Zombies, the New Vampires



If you know me, you are quite aware of my absolute lack
of parental styles.
You can't really guess how I'm going to act or react to any given situation that requires
a repsonsible adult to give input, punish or establish order.
However, I'm happy to indulge in the obsessions of my children.
To that end I will explain to you in Cliff Notes form the many lessons
David Mullens has taught us about his obsession with
upcoming and inevitable,
ZOMBIE APOCOLYPSE
It's unclear, when he realized that it's not a question of if but when for the zombie apocolpse, but it was some time in this school year.
I beleive the inception was the little knows faction of the Nazi army that
employed Zombies as killing machines.
The problem with Zombies is that they infect 100% of the people they bite.
The incubation period is very short so it can wipe out nations really quick.
Fortunatly an elite group of Black Ops anihilated the Zombie Corp back in WW2.
But the disease called the Solanum Virus was not wiped out, and David is waiting for another outbreak.
Apparently there are evidences of Zombie outbreaks in ancient Egypt.
So now with the Groundbreaking Zombie Survival Guide by Max Brooks,
David is ready now more than ever for the impending Doom.
I'm happy to be in his family, as my survival goes up exponentially.
He now wants a crossbow, machete, scythe and a few good shovels.
Sure, he'll explain, Guns are effective, but they aren't silent.
And we all know that zombies are attracted to noise.
Each of his weapons of choice are 100% effective , if you can get rid of the head.
Also you don't need more ammo, they are all reusable.
Sure you may evenutally need more arrows, but you can always recycle them.
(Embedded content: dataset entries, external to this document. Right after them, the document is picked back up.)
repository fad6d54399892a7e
pub mod types;
pub mod protocol;
pub mod error;

pub use types::*;
pub use protocol::*;
pub use error::*;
Another tip is to not be the slowest.
Perhaps that's why Davo can run three miles so readily.
Zombies have no need for oxygen and therefore they can survive underwater.
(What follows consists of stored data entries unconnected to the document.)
use common::{LiveStreamError, Result};
use std::path::{Path, PathBuf};
use std::process::{ExitStatus, Stdio};
use std::time::Duration;
use tokio::io::AsyncWriteExt;
use tokio::process::{Child, Command};
use tokio::task::JoinHandle;
use tokio_util::sync::CancellationToken;
use tracing::{debug, error, info, warn};

use super::HlsPolicy;

/// 停止时等待进程自行退出的时间
const STOP_GRACE: Duration = Duration::from_secs(5);

/// 转码进程的结束方式
#[derive(Debug, Clone, PartialEq, Eq)]
pub enum JobExit {
    /// 进程在会话结束前自行退出
    Exited(Option<i32>),
    /// 收到停止信号后正常退出
    Stopped,
    /// 宽限期内未退出，被强制终止
    Killed,
    /// 等待进程状态失败
    Failed(String),
}

/// 一次转码任务
///
/// 生命周期严格包含在所属推流会话之内：`stop` 在每条拆除路径上调用一次，
/// 句柄被丢弃时也会取消监督任务，进程随之终止。
pub struct TranscodeJob {
    input_path: PathBuf,
    output_dir: PathBuf,
    segment_duration: u32,
    playlist_size: u32,
    pid: Option<u32>,
    cancel: CancellationToken,
    supervisor: Option<JoinHandle<JobExit>>,
}

impl TranscodeJob {
    /// 启动进程并交给监督任务，不等待其完成
    pub fn spawn(
        mut command: Command,
        input_path: &Path,
        output_dir: &Path,
        policy: &HlsPolicy,
    ) -> Result<Self> {
        command
            .stdin(Stdio::piped())
            .stdout(Stdio::null())
            .stderr(Stdio::inherit())
            .kill_on_drop(true);

        // 独立进程组，终端信号不会直接打到转码进程
        #[cfg(unix)]
        command.process_group(0);

        let child = command
            .spawn()
            .map_err(|e| LiveStreamError::ProcessFailure(format!("failed to spawn: {}", e)))?;
        let pid = child.id();
        info!("Transcoder started (pid: {:?}) for {:?}", pid, input_path);

        let cancel = CancellationToken::new();
        let supervisor = tokio::spawn(supervise(child, cancel.clone()));

        Ok(Self {
            input_path: input_path.to_path_buf(),
            output_dir: output_dir.to_path_buf(),
            segment_duration: policy.segment_duration,
            playlist_size: policy.playlist_size,
            pid,
            cancel,
            supervisor: Some(supervisor),
        })
    }

    pub fn input_path(&self) -> &Path {
        &self.input_path
    }

    pub fn output_dir(&self) -> &Path {
        &self.output_dir
    }

    pub fn segment_duration(&self) -> u32 {
        self.segment_duration
    }

    pub fn playlist_size(&self) -> u32 {
        self.playlist_size
    }

    pub fn pid(&self) -> Option<u32> {
        self.pid
    }

    /// 取消令牌的克隆，用于观察任务是否已被停止
    pub fn cancellation_token(&self) -> CancellationToken {
        self.cancel.clone()
    }

    /// 监督任务是否仍在运行
    pub fn is_running(&self) -> bool {
        self.supervisor
            .as_ref()
            .map(|handle| !handle.is_finished())
            .unwrap_or(false)
    }

    /// 停止转码，重复调用不会产生额外效果
    pub async fn stop(&mut self) -> Option<JobExit> {
        let supervisor = self.supervisor.take()?;
        self.cancel.cancel();

        match supervisor.await {
            Ok(exit) => {
                info!("Transcoder stopped: {:?}", exit);
                Some(exit)
            }
            Err(e) => {
                warn!("Transcoder supervisor task failed: {}", e);
                None
            }
        }
    }

    /// 发出停止信号并交出监督任务句柄，进程的退出由持有句柄的一方等待
    pub fn detach(&mut self) -> Option<JoinHandle<JobExit>> {
        self.cancel.cancel();
        self.supervisor.take()
    }
}

impl Drop for TranscodeJob {
    fn drop(&mut self) {
        self.cancel.cancel();
    }
}

async fn supervise(mut child: Child, cancel: CancellationToken) -> JobExit {
    tokio::select! {
        status = child.wait() => match status {
            Ok(status) => {
                report_unexpected_exit(status);
                JobExit::Exited(status.code())
            }
            Err(e) => {
                error!("Failed to wait for transcoder: {}", e);
                JobExit::Failed(e.to_string())
            }
        },
        _ = cancel.cancelled() => shutdown(child).await,
    }
}

// 会话内不会自动重启，直到下一个会话HLS输出都是降级状态
fn report_unexpected_exit(status: ExitStatus) {
    if status.success() {
        warn!("Transcoder exited before the session ended");
    } else {
        error!("Transcoder process ended unexpectedly: {}", status);
    }
}

async fn shutdown(mut child: Child) -> JobExit {
    // ffmpeg在stdin收到q后会写完清单再退出
    if let Some(mut stdin) = child.stdin.take() {
        if let Err(e) = stdin.write_all(b"q").await {
            debug!("Transcoder stdin closed: {}", e);
        }
    }

    match tokio::time::timeout(STOP_GRACE, child.wait()).await {
        Ok(Ok(status)) => {
            debug!("Transcoder exited with {}", status);
            JobExit::Stopped
        }
        Ok(Err(e)) => JobExit::Failed(e.to_string()),
        Err(_) => {
            warn!("Transcoder did not exit within {:?}, killing", STOP_GRACE);
            kill_process_group(&child);
            if let Err(e) = child.kill().await {
                error!("Failed to kill transcoder: {}", e);
                return JobExit::Failed(e.to_string());
            }
            JobExit::Killed
        }
    }
}

// 进程以自身pid为组号启动，组内派生的子进程一并收到SIGKILL
#[cfg(unix)]
fn kill_process_group(child: &Child) {
    let Some(pid) = child.id() else {
        return;
    };
    let rc = unsafe { libc::kill(-(pid as libc::pid_t), libc::SIGKILL) };
    if rc != 0 {
        debug!(
            "Failed to signal process group {}: {}",
            pid,
            std::io::Error::last_os_error()
        );
    }
}

#[cfg(not(unix))]
fn kill_process_group(_child: &Child) {}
They can also climb, so trees won't help.
You need to be barricaded.
In addition you need to be constantly vigilant, sure you may become paranoid, but when the undead are seeking to consume your brains, a little paranoia is just what the doctor ordered, if survival is on your agenda.
David has a quick reference poster in his room that I beleive he will have committed to memory by Friday and he's half way through his survival book, that he received last night.
By summers end, I think he'll be able to quote it.